Delhi's air quality index (AQI) remained in the 'very poor' category on Wednesday, as the city's average AQI stood at 329 as of 7am. The Central Pollution Control Board (CPCB) data in all stations, though, showed that it was below the 'severe' range, with some locations in the 'poor' range too.

Delhi has not yet experienced the cold wave this season, however, the city is still covered with smog, and the air quality continues to threaten people's health. The Delhi winters haven't peaked yet, so what made the pollution so worse already? Gufran Beig, Chair Professor at National Institute of Advanced Studies, IISC-Campus and Founder Project Director SAFAR, writes for Indian Express that while the AQI right now may be 'very poor', "It will return, playing hide-and-seek for at least another month".

No Buffer To Protect Public Health From Delhi's Air Pollution

He says that the wind speed across Delhi and its wider airshed "dropped close to zero". This means "nothing was coming in and nothing was going out". He also noted that stubble burning in the neighboring state is not the problem, rather Delhi is choking on its own emission.
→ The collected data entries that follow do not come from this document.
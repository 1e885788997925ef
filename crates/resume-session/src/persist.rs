use std::collections::BTreeMap;

use chrono::{DateTime, TimeZone, Utc};
use serde::{Deserialize, Serialize};
use thiserror::Error;

use resume_core::ResumeDocument;

use crate::latency::{Latency, NoDelay};

/// Listing row shown on the dashboard.
#[derive(Debug, Clone, PartialEq, Serialize, Deserialize)]
pub struct ResumeSummary {
    pub id: String,
    pub title: String,
    pub target_position: String,
    pub industry: String,
    pub last_updated: DateTime<Utc>,
}

#[derive(Debug, Error, PartialEq, Eq)]
pub enum StoreError {
    #[error("resume '{0}' was not found")]
    NotFound(String),
}

/// Saved-resume persistence, keyed by identifier.
pub trait ResumeStore {
    fn list(&self) -> Vec<ResumeSummary>;
    fn get(&self, id: &str) -> Result<ResumeSummary, StoreError>;
    fn save(&mut self, document: &ResumeDocument, title: &str) -> Result<ResumeSummary, StoreError>;
    fn delete(&mut self, id: &str) -> Result<(), StoreError>;
}

/// In-memory mock store seeded with reference resumes.
///
/// Saves always succeed (mocked success path only); each operation waits
/// once on the latency boundary.
pub struct MockResumeStore {
    summaries: Vec<ResumeSummary>,
    documents: BTreeMap<String, ResumeDocument>,
    latency: Box<dyn Latency>,
}

impl Default for MockResumeStore {
    fn default() -> Self {
        Self::seeded(Box::new(NoDelay))
    }
}

impl MockResumeStore {
    pub fn seeded(latency: Box<dyn Latency>) -> Self {
        Self {
            summaries: seed_summaries(),
            documents: BTreeMap::new(),
            latency,
        }
    }

    pub fn empty(latency: Box<dyn Latency>) -> Self {
        Self {
            summaries: Vec::new(),
            documents: BTreeMap::new(),
            latency,
        }
    }

    fn fresh_id(&self) -> String {
        let millis = std::time::SystemTime::now()
            .duration_since(std::time::UNIX_EPOCH)
            .map(|elapsed| elapsed.as_millis())
            .unwrap_or(0);
        let mut candidate = format!("resume-{}", millis);
        let mut bump = 1u32;
        while self.summaries.iter().any(|summary| summary.id == candidate) {
            candidate = format!("resume-{}-{}", millis, bump);
            bump += 1;
        }
        candidate
    }
}

impl ResumeStore for MockResumeStore {
    fn list(&self) -> Vec<ResumeSummary> {
        self.latency.wait();
        self.summaries.clone()
    }

    fn get(&self, id: &str) -> Result<ResumeSummary, StoreError> {
        self.latency.wait();
        self.summaries
            .iter()
            .find(|summary| summary.id == id)
            .cloned()
            .ok_or_else(|| StoreError::NotFound(id.to_string()))
    }

    fn save(&mut self, document: &ResumeDocument, title: &str) -> Result<ResumeSummary, StoreError> {
        self.latency.wait();
        let summary = ResumeSummary {
            id: self.fresh_id(),
            title: title.to_string(),
            target_position: document.target.title.clone(),
            industry: document.target.industry.clone(),
            last_updated: Utc::now(),
        };
        self.documents.insert(summary.id.clone(), document.clone());
        self.summaries.push(summary.clone());
        Ok(summary)
    }

    fn delete(&mut self, id: &str) -> Result<(), StoreError> {
        self.latency.wait();
        let index = self
            .summaries
            .iter()
            .position(|summary| summary.id == id)
            .ok_or_else(|| StoreError::NotFound(id.to_string()))?;
        self.summaries.remove(index);
        self.documents.remove(id);
        Ok(())
    }
}

fn seed_summaries() -> Vec<ResumeSummary> {
    vec![
        ResumeSummary {
            id: "resume-1".into(),
            title: "Infantry to Project Management".into(),
            target_position: "Project Manager".into(),
            industry: "Technology".into(),
            last_updated: seed_time(2023, 11, 15, 14, 30),
        },
        ResumeSummary {
            id: "resume-2".into(),
            title: "Military Logistics to Supply Chain".into(),
            target_position: "Supply Chain Manager".into(),
            industry: "Manufacturing".into(),
            last_updated: seed_time(2023, 12, 2, 9, 15),
        },
        ResumeSummary {
            id: "resume-3".into(),
            title: "Medical Corps to Healthcare".into(),
            target_position: "Healthcare Administrator".into(),
            industry: "Healthcare".into(),
            last_updated: seed_time(2024, 1, 10, 16, 45),
        },
    ]
}

fn seed_time(year: i32, month: u32, day: u32, hour: u32, minute: u32) -> DateTime<Utc> {
    Utc.with_ymd_and_hms(year, month, day, hour, minute, 0)
        .single()
        .unwrap_or_default()
}

#[cfg(test)]
mod tests {
    use super::*;
    use std::cell::Cell;
    use std::rc::Rc;

    struct CountingLatency(Rc<Cell<usize>>);

    impl Latency for CountingLatency {
        fn wait(&self) {
            self.0.set(self.0.get() + 1);
        }
    }

    #[test]
    fn every_operation_waits_exactly_once() {
        let waits = Rc::new(Cell::new(0));
        let mut store = MockResumeStore::seeded(Box::new(CountingLatency(waits.clone())));

        store.list();
        assert_eq!(waits.get(), 1);
        store.get("resume-1").expect("seeded");
        assert_eq!(waits.get(), 2);
        store
            .save(&ResumeDocument::default(), "Untitled Resume")
            .expect("mock saves succeed");
        assert_eq!(waits.get(), 3);
        store.delete("resume-1").expect("seeded");
        assert_eq!(waits.get(), 4);
    }

    #[test]
    fn seeded_store_lists_reference_resumes() {
        let store = MockResumeStore::default();
        let listed = store.list();
        assert_eq!(listed.len(), 3);
        assert_eq!(listed[0].title, "Infantry to Project Management");
    }

    #[test]
    fn get_finds_by_id() {
        let store = MockResumeStore::default();
        let summary = store.get("resume-2").expect("seeded");
        assert_eq!(summary.target_position, "Supply Chain Manager");
        assert_eq!(store.get("resume-99"), Err(StoreError::NotFound("resume-99".into())));
    }

    #[test]
    fn save_assigns_id_and_stamps_last_updated() {
        let mut store = MockResumeStore::empty(Box::new(NoDelay));
        let mut document = ResumeDocument::default();
        document.target.title = "Operations Manager".into();
        document.target.industry = "Technology".into();

        let saved = store
            .save(&document, "Squad Lead to Operations")
            .expect("mock saves succeed");
        assert!(saved.id.starts_with("resume-"));
        assert_eq!(saved.target_position, "Operations Manager");
        assert_eq!(store.list().len(), 1);
    }

    #[test]
    fn delete_removes_exactly_one() {
        let mut store = MockResumeStore::default();
        store.delete("resume-1").expect("seeded");
        assert_eq!(store.list().len(), 2);
        assert_eq!(
            store.delete("resume-1"),
            Err(StoreError::NotFound("resume-1".into()))
        );
    }
}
He explains that the vertical dispersion was restricted by a shallow inversion layer, which was approximately 500 to 700 metres deep. Which means, emission from a fixed point sources linger where they released, and it creates a localized pollution hotspot instead of spreading, because there was almost no wind.
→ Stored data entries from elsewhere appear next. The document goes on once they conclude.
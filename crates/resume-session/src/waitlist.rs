use std::sync::LazyLock;

use chrono::{DateTime, Utc};
use regex::Regex;
use serde::{Deserialize, Serialize};
use thiserror::Error;

static EMAIL: LazyLock<Regex> =
    LazyLock::new(|| Regex::new(r"^[^@\s]+@[^@\s]+\.[^@\s]+$").expect("valid email pattern"));

/// Message shown to users for any waitlist failure; the specific cause stays
/// internal.
pub const GENERIC_WAITLIST_FAILURE: &str = "Failed to submit email";

/// One captured early-access signup.
#[derive(Debug, Clone, PartialEq, Serialize, Deserialize)]
pub struct WaitlistEntry {
    pub email: String,
    pub created_at: DateTime<Utc>,
}

#[derive(Debug, Error, PartialEq, Eq)]
pub enum WaitlistError {
    #[error("enter a valid email address")]
    InvalidEmail,
    #[error("this email is already on the waitlist")]
    Duplicate,
}

/// Early-access email capture.
pub trait WaitlistService {
    fn capture(&mut self, email: &str) -> Result<WaitlistEntry, WaitlistError>;
}

/// In-memory waitlist with a service-assigned timestamp per record.
#[derive(Debug, Default)]
pub struct MockWaitlist {
    entries: Vec<WaitlistEntry>,
}

impl MockWaitlist {
    pub fn new() -> Self {
        Self::default()
    }

    /// Rehydrate a previously captured list.
    pub fn from_entries(entries: Vec<WaitlistEntry>) -> Self {
        Self { entries }
    }

    pub fn entries(&self) -> &[WaitlistEntry] {
        &self.entries
    }
}

impl WaitlistService for MockWaitlist {
    fn capture(&mut self, email: &str) -> Result<WaitlistEntry, WaitlistError> {
        let email = email.trim();
        if !EMAIL.is_match(email) {
            return Err(WaitlistError::InvalidEmail);
        }
        if self
            .entries
            .iter()
            .any(|entry| entry.email.eq_ignore_ascii_case(email))
        {
            return Err(WaitlistError::Duplicate);
        }
        let entry = WaitlistEntry {
            email: email.to_string(),
            created_at: Utc::now(),
        };
        self.entries.push(entry.clone());
        Ok(entry)
    }
}
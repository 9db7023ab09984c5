//! File I/O, categorical encoding, and artifact writing for sylva.

mod domain;
mod encoder;
mod error;
mod reader;
mod writer;

pub use domain::{ExperimentName, RawDataset};
pub use encoder::CategoryEncoder;
pub use error::IoError;
pub use reader::TableReader;
pub use writer::{ClassRecord, FoldRecord, ResultWriter};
He explained that the atmosphere here has temporarily lost its capacity to clean itself. Even if this is for couple of days, this has become very apparent in Delhi. "When the air stands still, stagnation sets in, ventilation collapses, and the system is left with no buffer to protect public health. When the weather naps, there is nowhere left to hide. Yet, we continue to blame the weather instead of our emissions," he writes.

Read: AQI Explained: It’s Not Temperature, As Delhi CM Says, Here’s What the Air Quality Index Really Means

Could There Be A Solution?

Beig writes that if Delhi is able to cut its local pollution by 50 per cent, the pollution too could drop by 50 per cent. The emission should happen across the airshed. However, the focus should be for a long-term action on the source of emission and not short-term optics like cloud seeding, smog towers, water sprinkling or air purifiers.

In fact, as per a study published in Sustainability (MDPI), an open access journal, which mapped Delhi's air quality between 1990 to 2022 and found that transports emit around 10 to 30% of pollution, whereas agricultural residue burning, which is a seasonal source of pollution leads to less than 3% of pollution, whereas firecrackers, another seasonal source, leads to less than 1% of pollution.

Pollution's Impact On Health

However, despite the global studies highlighting the country's ever-growing pollution problem, the Centre stated that "there is no conclusive data available in the country to establish direct correlation if death/disease exclusively due to air pollution."

The study estimated: “1·5 million deaths occurred annually due to long-term exposure to PM2·5 in India every year in excess of the 5 μg/m3 that is recommended by the WHO ambient air quality guidelines.”

The study noted that every 10μg/m³ increase in annual PM2·5 concentration was associated with an 8.6 pc higher risk of all-cause mortality.

Using India’s National Ambient Air Quality Standards, researchers estimate that about 3.8 million deaths between 2009 and 2019 were linked to PM2.5 exposure. When WHO guidelines were applied, the number rose sharply to 16.6 million, nearly one-fourth of all deaths in the country. The analysis relied on advanced causal methods and high-resolution models that mapped district-level PM2.5 exposure across India, while accounting for factors such as socioeconomic status, age distribution, and indoor air pollution.